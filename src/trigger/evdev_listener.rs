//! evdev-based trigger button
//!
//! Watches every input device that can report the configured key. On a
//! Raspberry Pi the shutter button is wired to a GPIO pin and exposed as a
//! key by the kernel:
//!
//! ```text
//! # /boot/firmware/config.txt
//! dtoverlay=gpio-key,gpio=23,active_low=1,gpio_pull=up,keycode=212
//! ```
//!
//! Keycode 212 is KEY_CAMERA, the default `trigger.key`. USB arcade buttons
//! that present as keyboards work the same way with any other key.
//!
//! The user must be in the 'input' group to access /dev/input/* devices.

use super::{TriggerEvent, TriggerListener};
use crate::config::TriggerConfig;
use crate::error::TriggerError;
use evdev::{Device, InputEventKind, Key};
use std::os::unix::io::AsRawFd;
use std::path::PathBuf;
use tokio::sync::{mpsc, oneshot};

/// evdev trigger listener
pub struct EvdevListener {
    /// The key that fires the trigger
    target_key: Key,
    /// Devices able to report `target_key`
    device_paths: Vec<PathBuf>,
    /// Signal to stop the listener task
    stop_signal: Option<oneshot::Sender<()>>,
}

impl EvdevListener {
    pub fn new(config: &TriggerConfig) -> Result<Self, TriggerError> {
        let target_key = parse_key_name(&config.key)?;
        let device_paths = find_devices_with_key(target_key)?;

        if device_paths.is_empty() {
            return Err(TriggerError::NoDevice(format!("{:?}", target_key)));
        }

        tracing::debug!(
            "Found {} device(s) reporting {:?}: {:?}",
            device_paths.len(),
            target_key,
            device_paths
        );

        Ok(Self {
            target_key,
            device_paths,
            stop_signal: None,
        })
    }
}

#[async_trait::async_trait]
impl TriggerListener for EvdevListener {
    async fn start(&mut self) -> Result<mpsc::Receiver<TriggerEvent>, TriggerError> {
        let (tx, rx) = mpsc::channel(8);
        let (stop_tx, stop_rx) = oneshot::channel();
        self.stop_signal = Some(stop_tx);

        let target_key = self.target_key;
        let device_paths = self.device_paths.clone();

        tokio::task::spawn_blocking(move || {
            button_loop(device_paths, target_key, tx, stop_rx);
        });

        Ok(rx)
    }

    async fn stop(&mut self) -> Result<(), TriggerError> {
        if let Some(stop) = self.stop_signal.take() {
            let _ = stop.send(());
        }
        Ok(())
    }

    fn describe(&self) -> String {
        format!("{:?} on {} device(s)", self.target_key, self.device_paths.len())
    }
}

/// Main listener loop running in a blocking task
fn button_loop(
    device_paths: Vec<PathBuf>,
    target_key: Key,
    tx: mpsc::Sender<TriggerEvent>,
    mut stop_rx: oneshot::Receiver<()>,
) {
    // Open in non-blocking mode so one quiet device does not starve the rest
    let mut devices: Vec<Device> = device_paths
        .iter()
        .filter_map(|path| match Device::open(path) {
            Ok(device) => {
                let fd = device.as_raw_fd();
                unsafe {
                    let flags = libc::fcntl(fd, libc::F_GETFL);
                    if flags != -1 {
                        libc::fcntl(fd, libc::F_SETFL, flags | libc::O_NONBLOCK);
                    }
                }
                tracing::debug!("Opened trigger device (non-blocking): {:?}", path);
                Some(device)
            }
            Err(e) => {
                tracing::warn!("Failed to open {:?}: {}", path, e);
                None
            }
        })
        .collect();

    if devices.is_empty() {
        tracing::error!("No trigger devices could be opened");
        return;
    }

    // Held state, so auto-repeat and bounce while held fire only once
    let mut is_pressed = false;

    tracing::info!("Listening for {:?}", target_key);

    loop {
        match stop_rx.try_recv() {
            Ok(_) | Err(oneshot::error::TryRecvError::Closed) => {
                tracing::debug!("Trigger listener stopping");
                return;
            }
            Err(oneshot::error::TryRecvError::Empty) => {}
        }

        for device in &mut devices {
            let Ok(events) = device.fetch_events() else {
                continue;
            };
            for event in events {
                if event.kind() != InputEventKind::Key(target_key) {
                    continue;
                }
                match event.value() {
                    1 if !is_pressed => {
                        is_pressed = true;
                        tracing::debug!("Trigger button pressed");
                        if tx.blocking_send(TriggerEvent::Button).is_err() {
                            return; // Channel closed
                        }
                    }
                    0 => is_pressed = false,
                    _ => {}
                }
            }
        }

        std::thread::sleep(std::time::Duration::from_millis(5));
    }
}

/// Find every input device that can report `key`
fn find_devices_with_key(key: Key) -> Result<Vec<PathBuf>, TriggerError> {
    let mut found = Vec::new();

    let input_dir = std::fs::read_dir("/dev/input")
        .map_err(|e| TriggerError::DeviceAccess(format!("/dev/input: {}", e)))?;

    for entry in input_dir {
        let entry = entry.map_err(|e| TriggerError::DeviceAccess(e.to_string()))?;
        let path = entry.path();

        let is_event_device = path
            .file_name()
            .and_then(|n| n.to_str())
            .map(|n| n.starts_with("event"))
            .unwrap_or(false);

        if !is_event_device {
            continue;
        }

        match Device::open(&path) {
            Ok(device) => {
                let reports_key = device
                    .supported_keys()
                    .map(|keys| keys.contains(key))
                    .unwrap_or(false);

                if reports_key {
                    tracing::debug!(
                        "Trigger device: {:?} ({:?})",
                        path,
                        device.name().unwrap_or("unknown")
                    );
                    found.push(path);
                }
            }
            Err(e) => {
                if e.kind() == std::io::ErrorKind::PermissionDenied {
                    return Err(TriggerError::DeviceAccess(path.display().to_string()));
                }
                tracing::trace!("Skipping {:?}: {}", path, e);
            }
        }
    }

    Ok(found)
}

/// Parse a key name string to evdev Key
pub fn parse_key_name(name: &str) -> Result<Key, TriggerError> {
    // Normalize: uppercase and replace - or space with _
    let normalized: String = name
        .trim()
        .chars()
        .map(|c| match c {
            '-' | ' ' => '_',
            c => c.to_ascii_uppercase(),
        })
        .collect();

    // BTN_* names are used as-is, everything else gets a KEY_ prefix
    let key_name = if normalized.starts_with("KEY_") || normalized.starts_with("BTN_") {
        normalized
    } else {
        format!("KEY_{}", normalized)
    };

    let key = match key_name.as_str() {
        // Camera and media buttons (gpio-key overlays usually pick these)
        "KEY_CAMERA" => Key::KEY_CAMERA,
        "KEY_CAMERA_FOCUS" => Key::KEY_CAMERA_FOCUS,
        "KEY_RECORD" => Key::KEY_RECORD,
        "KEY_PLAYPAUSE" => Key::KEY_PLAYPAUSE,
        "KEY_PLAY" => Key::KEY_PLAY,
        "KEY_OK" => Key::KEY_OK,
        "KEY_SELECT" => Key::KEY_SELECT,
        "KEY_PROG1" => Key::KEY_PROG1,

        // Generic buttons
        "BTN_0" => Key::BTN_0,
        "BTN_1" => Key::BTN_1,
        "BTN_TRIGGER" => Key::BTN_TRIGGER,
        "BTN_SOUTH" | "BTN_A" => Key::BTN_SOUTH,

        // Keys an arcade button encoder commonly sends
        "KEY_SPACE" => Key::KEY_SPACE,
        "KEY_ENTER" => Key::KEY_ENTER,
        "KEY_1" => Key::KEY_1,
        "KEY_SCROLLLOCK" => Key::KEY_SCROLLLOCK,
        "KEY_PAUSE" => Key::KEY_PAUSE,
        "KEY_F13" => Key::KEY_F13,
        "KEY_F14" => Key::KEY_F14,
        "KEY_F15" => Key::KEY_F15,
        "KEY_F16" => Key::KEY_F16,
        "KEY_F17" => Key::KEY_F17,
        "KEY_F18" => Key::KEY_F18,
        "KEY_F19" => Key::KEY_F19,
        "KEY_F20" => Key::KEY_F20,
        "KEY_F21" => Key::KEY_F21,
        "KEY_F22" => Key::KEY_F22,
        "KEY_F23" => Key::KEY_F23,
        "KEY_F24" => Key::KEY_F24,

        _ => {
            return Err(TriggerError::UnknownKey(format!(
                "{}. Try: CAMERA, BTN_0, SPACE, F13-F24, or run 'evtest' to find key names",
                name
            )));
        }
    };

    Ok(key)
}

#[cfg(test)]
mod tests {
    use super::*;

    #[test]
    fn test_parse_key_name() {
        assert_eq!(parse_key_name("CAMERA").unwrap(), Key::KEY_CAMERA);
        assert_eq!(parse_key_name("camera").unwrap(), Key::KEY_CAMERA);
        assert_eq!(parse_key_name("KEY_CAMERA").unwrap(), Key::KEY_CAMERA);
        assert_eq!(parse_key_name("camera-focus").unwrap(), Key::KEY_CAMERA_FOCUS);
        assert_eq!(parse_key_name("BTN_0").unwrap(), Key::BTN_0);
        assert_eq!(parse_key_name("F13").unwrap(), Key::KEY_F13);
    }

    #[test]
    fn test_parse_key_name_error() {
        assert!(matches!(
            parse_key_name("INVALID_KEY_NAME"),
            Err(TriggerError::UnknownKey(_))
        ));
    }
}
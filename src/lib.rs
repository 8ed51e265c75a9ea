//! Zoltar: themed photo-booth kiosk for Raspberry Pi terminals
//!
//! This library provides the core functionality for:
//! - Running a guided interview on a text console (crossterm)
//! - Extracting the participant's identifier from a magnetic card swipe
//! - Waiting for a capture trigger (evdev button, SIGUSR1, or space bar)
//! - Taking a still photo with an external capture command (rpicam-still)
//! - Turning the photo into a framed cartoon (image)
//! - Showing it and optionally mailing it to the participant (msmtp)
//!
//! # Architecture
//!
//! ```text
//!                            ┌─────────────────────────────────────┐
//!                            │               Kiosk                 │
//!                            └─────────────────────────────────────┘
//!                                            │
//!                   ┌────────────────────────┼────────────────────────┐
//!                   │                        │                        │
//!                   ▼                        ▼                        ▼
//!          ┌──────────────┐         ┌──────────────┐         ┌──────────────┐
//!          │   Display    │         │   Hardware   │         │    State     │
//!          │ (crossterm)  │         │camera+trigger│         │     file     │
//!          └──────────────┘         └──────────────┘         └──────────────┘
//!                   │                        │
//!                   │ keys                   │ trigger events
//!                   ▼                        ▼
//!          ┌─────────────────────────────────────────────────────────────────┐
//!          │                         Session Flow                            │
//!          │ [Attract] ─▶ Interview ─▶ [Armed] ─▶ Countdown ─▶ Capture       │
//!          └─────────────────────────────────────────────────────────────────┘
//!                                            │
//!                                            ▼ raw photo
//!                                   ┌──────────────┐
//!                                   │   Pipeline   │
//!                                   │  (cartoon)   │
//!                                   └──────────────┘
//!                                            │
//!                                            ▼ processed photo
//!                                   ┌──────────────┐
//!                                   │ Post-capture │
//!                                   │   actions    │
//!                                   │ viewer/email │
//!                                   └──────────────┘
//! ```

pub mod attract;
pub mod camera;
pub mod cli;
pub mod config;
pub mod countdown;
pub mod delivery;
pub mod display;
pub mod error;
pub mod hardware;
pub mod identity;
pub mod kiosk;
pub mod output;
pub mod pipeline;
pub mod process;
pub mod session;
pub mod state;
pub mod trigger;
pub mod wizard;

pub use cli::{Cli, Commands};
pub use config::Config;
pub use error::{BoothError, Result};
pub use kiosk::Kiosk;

* * * * * * *

**Exercise details:**
Find and copy every line in the entries above where the string "EvdevListener" occurs.

**Expected output:**
pub struct EvdevListener {
impl EvdevListener {
impl TriggerListener for EvdevListener {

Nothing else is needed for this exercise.